Because there is a (software) process to bring full speed back to the drive, we can safely conclude that none of the slowdown is related to cell aging or other cell-level issues. It's more of an organization and fragmentation issue.
Re: (Score:2)
It brings it back to full speed, but I'd bet that it returns to the slow state much faster.
Re: (Score:2, Informative)
There was no difference in how long it took to fragment. If we wrote a nasty enough mix of smaller file sizes to the drive, performance would drop right at the point where all flash was written to at least once (i.e. just over the 80GB mark).
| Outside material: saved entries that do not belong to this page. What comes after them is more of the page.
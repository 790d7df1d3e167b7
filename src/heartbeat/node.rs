//! Cluster node identity, role state and scoring (base spec §3, §4.4).

use crate::common::NodeId;
use serde::{Deserialize, Serialize};
use std::net::SocketAddr;
use std::time::{Duration, Instant};

/// A node's role in the master/slave election (base spec §3: `state ∈
/// {unknown, master, to-be-master, slave, to-be-slave, replica, dead}`).
#[derive(Debug, Clone, Copy, PartialEq, Eq, Hash, Serialize, Deserialize)]
#[repr(u32)]
pub enum NodeState {
    Unknown = 0,
    Master = 1,
    ToBeMaster = 2,
    Slave = 3,
    ToBeSlave = 4,
    Replica = 5,
    Dead = 6,
}

impl NodeState {
    pub fn from_u32(v: u32) -> Self {
        match v {
            1 => NodeState::Master,
            2 => NodeState::ToBeMaster,
            3 => NodeState::Slave,
            4 => NodeState::ToBeSlave,
            5 => NodeState::Replica,
            6 => NodeState::Dead,
            _ => NodeState::Unknown,
        }
    }

    /// Category bits used by [`Node::score`]: lower is more master-like,
    /// matching the base spec's "lowest score wins" rule.
    fn category_bits(self) -> u32 {
        match self {
            NodeState::Master => 0,
            NodeState::ToBeMaster => 1,
            NodeState::Slave => 2,
            NodeState::ToBeSlave => 3,
            NodeState::Replica => 4,
            NodeState::Dead | NodeState::Unknown => 5,
        }
    }
}

/// The election transition table (base spec §4.4): `(current, requested)
/// -> Some(next)`, or `None` if the transition is disallowed and must be
/// ignored by the caller.
pub fn election_transition(current: NodeState, requested: NodeState) -> Option<NodeState> {
    use NodeState::*;
    match (current, requested) {
        (Unknown, Unknown) => Some(Unknown),
        (Unknown, Master) => Some(Master),
        (Unknown, ToBeMaster) => Some(ToBeMaster),
        (Unknown, Slave) => Some(Slave),
        (Unknown, ToBeSlave) => Some(ToBeSlave),

        (Master, Master) => Some(Master),
        (Master, Slave) => Some(ToBeSlave),
        (Master, ToBeSlave) => Some(ToBeSlave),

        (ToBeMaster, Master) => Some(Master),
        (ToBeMaster, ToBeMaster) => Some(ToBeMaster),

        (Slave, Master) => Some(ToBeMaster),
        (Slave, Slave) => Some(Slave),

        (ToBeSlave, Slave) => Some(Slave),
        (ToBeSlave, ToBeSlave) => Some(ToBeSlave),

        _ => None,
    }
}

#[derive(Debug, Clone)]
pub struct Node {
    pub id: NodeId,
    pub addr: SocketAddr,
    pub priority: u32,
    pub state: NodeState,
    pub score: u32,
    pub heartbeat_gap: u32,
    pub last_recv_hbtime: Option<Instant>,
    pub version: u32,
}

impl Node {
    pub fn new(id: NodeId, addr: SocketAddr, priority: u32) -> Self {
        Node {
            id,
            addr,
            priority,
            state: NodeState::Unknown,
            score: priority | (NodeState::Unknown.category_bits() << 24),
            heartbeat_gap: 0,
            last_recv_hbtime: None,
            version: 0,
        }
    }

    /// Recomputes `score = priority | category_bits`, per base spec §4.4.
    pub fn recompute_score(&mut self) {
        self.score = self.priority | (self.state.category_bits() << 24);
    }

    /// Demotes to `unknown` if the node has missed too many consecutive
    /// heartbeat rounds or has gone silent for too long in absolute time.
    pub fn demote_if_stale(&mut self, max_heartbeat_gap: u32, calc_score_interval: Duration) {
        let absolute_stale = self
            .last_recv_hbtime
            .map(|t| t.elapsed() > calc_score_interval)
            .unwrap_or(true);
        if self.heartbeat_gap >= max_heartbeat_gap || absolute_stale {
            self.state = NodeState::Unknown;
        }
        self.recompute_score();
    }

    pub fn record_heartbeat(&mut self, reported_state: NodeState, version: u32) {
        self.last_recv_hbtime = Some(Instant::now());
        self.heartbeat_gap = self.heartbeat_gap.saturating_sub(1);
        self.version = version;
        if reported_state != self.state {
            self.state = reported_state;
            self.recompute_score();
        }
    }

    pub fn tick_missed(&mut self) {
        self.heartbeat_gap += 1;
    }
}

/// Picks the cluster master: the node with the lowest score (base spec
/// §4.4: "After scoring, the lowest-scoring node is nominated cluster
/// master.").
pub fn nominate_master<'a>(nodes: impl IntoIterator<Item = &'a Node>) -> Option<&'a Node> {
    nodes.into_iter().min_by_key(|n| n.score)
}

#[cfg(test)]
mod tests {
    use super::*;

    fn addr() -> SocketAddr {
        "127.0.0.1:59999".parse().unwrap()
    }

    #[test]
    fn master_outscores_slave() {
        let mut master = Node::new(NodeId::new("a"), addr(), 5);
        master.state = NodeState::Master;
        master.recompute_score();

        let mut slave = Node::new(NodeId::new("b"), addr(), 1);
        slave.state = NodeState::Slave;
        slave.recompute_score();

        let nominated = nominate_master([&master, &slave]).unwrap();
        assert_eq!(nominated.id.as_str(), "a", "category bits dominate priority");
    }

    #[test]
    fn lower_priority_wins_within_same_state() {
        let mut a = Node::new(NodeId::new("a"), addr(), 5);
        a.state = NodeState::Slave;
        a.recompute_score();
        let mut b = Node::new(NodeId::new("b"), addr(), 1);
        b.state = NodeState::Slave;
        b.recompute_score();

        let nominated = nominate_master([&a, &b]).unwrap();
        assert_eq!(nominated.id.as_str(), "b");
    }

    #[test]
    fn election_table_matches_spec() {
        assert_eq!(election_transition(NodeState::Unknown, NodeState::Master), Some(NodeState::Master));
        assert_eq!(election_transition(NodeState::Master, NodeState::Slave), Some(NodeState::ToBeSlave));
        assert_eq!(election_transition(NodeState::Slave, NodeState::Master), Some(NodeState::ToBeMaster));
        assert_eq!(election_transition(NodeState::ToBeMaster, NodeState::Master), Some(NodeState::Master));
        assert_eq!(election_transition(NodeState::ToBeSlave, NodeState::Slave), Some(NodeState::Slave));
        assert_eq!(election_transition(NodeState::Master, NodeState::ToBeMaster), None);
        assert_eq!(election_transition(NodeState::Slave, NodeState::ToBeSlave), None);
    }

    #[test]
    fn stale_node_demotes_to_unknown() {
        let mut node = Node::new(NodeId::new("a"), addr(), 1);
        node.state = NodeState::Slave;
        node.heartbeat_gap = 10;
        node.demote_if_stale(3, Duration::from_secs(60));
        assert_eq!(node.state, NodeState::Unknown);
    }
}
After running HDDErase on the drive, it went the same *exact* 80 MB/sec write speed each and every time. Additionally, running successive software secure erasures (writing 0's across all 80GB) showed 0 drop in speed even after 10 passes.
In testing several different SS
Re: (Score:2)
I'm curious -
How much is the speed difference between a new Hard Disk Drive and a fragmented drive? Do HDDs also slowdown with age?
Re: (Score:2)
No they dont. The filesystem can get fragmented, but thats a different matter which also applies to flash.
While they are still working, they will always pump out the same speed.
Re:Why? (Score:5, Informative)
A simple change to 1 byte means a read of the entire 64KiB block that byte is in, a change of the data and then a write of 64KiB.
If the filesystem isn't flash-aware you can suffer a theoretical performance hit of being 65536 times slower because of this.
So what you really need is a filesystem that stores files in 64KiB blocks and groups reads and writes to the same blocks together as 1 operation.
Re: (Score:3, Informative)
I thought it could flip a bit too 1 at will without having to rewrite the whole block but if you want to write a 0 it needs to read the whole block, wipe it out and rewrite it with the same data but with the bit flipped to 0. But I wouldn't really know, I'll use SSDs when they cost about the same as hard drives.
Re: (Score:2)
Re: (Score:2)
Re: (Score:1)
Unchanged bytes might be slightly more common than changed bytes, but deleting a single byte might require the file to be rewritten. The 'only 0's get flipped' case is not worth giving special consideration.
Re: (Score:2)
The idea is to avoid erases or at least batch them.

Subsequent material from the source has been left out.